- _Entries taken from a collection_
· · · ·

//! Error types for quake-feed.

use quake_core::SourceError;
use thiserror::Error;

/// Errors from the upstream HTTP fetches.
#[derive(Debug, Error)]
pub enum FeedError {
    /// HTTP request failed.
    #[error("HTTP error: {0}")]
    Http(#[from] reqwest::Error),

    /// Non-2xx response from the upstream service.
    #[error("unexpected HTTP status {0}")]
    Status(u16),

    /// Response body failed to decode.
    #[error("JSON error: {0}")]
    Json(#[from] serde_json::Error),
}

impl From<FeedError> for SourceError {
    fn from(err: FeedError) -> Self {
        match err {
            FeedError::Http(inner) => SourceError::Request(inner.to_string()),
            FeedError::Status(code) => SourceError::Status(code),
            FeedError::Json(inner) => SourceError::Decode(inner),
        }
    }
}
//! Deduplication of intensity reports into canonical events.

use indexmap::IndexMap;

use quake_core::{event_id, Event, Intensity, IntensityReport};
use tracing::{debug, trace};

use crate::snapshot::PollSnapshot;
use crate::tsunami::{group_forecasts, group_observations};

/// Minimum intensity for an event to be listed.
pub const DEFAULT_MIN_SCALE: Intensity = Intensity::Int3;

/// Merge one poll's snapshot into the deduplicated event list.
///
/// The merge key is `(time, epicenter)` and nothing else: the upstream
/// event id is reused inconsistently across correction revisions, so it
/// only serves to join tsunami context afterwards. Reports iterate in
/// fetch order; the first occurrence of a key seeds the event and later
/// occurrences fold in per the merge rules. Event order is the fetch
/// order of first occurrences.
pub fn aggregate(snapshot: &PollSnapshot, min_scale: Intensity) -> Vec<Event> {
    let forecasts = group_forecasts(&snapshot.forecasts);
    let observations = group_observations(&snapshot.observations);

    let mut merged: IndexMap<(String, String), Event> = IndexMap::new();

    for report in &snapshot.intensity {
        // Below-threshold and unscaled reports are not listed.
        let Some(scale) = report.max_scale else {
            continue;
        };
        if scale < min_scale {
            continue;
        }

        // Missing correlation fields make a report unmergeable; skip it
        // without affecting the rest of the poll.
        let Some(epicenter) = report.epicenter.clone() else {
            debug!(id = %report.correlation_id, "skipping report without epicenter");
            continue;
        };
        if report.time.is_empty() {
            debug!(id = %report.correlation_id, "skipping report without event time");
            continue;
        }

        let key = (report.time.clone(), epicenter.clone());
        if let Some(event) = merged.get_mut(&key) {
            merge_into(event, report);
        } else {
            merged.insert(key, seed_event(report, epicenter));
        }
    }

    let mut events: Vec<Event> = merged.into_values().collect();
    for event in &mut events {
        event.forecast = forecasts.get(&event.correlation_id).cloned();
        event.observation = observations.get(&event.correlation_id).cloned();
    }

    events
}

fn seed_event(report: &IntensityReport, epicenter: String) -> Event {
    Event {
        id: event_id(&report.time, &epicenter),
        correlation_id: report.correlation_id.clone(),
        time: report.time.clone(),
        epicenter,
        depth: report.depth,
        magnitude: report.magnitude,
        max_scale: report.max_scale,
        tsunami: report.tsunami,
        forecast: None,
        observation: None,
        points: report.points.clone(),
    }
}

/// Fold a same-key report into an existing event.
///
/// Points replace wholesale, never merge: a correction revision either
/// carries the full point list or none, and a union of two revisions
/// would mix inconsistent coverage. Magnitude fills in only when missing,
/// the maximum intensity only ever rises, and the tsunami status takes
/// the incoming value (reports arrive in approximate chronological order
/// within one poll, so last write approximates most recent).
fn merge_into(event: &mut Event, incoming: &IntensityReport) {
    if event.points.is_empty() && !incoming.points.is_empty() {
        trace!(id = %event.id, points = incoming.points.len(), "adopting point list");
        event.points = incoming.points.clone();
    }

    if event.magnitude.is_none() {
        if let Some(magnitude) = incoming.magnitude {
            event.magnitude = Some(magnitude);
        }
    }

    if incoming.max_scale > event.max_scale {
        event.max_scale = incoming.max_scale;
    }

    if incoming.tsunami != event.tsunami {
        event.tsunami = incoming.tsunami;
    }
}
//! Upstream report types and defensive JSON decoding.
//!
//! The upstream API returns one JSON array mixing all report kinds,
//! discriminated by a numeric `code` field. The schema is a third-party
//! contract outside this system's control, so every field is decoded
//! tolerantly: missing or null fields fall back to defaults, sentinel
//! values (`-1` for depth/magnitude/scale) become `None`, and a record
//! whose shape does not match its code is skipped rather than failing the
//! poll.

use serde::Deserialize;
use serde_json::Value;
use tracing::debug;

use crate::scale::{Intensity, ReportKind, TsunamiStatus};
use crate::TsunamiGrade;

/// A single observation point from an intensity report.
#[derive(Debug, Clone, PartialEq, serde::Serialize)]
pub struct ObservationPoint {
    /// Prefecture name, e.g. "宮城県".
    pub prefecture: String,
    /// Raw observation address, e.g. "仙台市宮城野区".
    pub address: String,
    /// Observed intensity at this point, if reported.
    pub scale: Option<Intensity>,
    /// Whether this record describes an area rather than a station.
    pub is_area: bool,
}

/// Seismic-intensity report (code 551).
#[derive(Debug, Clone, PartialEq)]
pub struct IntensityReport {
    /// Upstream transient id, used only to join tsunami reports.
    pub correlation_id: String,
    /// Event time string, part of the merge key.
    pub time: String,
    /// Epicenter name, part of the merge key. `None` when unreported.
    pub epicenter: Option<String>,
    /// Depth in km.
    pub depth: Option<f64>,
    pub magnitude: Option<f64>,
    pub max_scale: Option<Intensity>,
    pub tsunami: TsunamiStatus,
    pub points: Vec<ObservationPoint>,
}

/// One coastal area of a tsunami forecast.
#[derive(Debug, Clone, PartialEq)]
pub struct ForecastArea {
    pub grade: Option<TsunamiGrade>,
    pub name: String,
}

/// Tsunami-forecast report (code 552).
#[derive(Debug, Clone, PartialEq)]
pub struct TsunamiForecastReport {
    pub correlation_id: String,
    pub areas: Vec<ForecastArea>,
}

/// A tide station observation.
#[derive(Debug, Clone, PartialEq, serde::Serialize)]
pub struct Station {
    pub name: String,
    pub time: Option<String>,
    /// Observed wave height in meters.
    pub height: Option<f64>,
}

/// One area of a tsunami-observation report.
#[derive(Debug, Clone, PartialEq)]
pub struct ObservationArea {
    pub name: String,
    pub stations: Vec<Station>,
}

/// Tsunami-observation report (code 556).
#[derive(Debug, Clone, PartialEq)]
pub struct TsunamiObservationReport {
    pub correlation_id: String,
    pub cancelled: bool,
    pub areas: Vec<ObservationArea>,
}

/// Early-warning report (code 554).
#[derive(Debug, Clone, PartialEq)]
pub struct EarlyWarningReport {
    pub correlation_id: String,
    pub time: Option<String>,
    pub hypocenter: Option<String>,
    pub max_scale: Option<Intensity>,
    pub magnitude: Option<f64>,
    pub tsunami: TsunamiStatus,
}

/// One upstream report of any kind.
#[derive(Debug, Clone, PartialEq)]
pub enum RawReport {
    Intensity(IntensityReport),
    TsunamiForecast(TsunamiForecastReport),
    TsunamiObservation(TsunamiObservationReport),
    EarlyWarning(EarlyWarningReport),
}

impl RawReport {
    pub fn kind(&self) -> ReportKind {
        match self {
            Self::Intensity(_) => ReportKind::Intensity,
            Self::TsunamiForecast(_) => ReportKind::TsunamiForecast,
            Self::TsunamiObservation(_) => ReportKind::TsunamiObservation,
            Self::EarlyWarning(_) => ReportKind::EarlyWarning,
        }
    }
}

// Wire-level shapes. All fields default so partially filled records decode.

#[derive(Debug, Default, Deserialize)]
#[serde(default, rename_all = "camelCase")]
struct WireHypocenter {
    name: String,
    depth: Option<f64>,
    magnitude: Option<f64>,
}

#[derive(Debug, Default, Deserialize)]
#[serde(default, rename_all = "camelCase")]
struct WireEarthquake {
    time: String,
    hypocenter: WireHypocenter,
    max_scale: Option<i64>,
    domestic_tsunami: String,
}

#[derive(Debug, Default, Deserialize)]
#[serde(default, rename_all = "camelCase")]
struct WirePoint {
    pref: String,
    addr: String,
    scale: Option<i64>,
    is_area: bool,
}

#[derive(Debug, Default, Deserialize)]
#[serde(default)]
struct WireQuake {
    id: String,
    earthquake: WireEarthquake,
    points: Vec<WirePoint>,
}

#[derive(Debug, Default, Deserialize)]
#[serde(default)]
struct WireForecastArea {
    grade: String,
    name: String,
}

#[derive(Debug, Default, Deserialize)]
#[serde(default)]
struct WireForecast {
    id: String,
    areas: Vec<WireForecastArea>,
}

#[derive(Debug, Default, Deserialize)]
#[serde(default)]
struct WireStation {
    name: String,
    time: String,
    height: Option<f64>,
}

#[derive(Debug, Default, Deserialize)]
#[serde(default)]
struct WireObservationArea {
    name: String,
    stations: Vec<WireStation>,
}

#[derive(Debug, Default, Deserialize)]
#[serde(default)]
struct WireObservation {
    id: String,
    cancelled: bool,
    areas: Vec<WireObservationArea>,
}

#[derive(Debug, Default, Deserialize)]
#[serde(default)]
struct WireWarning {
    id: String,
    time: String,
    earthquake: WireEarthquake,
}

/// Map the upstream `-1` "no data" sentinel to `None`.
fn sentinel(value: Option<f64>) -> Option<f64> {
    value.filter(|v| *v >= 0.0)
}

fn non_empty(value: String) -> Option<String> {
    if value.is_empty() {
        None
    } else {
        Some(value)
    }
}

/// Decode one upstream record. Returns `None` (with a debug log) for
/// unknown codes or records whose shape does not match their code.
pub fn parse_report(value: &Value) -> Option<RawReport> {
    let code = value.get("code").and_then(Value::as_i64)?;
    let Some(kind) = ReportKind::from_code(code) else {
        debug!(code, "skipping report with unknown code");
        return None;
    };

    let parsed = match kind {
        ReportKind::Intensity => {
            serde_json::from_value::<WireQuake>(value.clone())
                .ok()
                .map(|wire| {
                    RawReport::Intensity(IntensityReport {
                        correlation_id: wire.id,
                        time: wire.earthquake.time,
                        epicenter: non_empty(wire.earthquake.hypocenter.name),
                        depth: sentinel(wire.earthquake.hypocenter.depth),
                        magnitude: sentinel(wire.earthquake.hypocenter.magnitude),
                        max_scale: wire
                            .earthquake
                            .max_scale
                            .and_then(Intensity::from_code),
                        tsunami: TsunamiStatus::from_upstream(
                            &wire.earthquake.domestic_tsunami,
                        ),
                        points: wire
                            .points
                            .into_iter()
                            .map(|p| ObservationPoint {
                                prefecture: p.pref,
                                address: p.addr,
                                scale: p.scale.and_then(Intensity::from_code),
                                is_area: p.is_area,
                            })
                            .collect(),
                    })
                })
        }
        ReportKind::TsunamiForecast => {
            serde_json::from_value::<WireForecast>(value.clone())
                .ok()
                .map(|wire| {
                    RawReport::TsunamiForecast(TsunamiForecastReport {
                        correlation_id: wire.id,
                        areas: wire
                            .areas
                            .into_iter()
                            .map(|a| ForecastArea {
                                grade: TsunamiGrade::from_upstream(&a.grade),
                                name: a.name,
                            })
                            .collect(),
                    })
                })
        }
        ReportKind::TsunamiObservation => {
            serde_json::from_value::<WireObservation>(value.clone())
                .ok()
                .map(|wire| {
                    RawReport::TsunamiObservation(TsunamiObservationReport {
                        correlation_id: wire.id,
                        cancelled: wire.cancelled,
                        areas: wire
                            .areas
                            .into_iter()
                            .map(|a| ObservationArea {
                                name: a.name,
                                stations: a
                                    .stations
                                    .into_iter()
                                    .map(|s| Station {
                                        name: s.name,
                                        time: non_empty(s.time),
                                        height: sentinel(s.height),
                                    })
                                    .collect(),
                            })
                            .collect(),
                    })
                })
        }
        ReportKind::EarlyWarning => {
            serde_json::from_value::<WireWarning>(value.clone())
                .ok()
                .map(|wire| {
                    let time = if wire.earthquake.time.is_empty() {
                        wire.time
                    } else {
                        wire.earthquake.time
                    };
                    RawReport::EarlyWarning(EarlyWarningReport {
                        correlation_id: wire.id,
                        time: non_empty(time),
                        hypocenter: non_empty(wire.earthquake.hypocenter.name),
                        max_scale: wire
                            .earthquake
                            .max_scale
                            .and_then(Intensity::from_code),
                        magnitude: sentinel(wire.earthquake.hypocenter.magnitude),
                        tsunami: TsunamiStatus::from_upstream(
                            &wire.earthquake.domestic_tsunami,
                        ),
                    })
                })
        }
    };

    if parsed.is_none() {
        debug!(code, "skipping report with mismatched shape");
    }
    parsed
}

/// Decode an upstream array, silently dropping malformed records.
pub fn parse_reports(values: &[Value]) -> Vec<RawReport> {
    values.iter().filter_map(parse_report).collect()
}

· · · ·

- _PROMPT_
Total the lines of the data that include the word "tracing", and give that total as the sole response.

- _SOLUTION FOR THIS EXERCISE_
2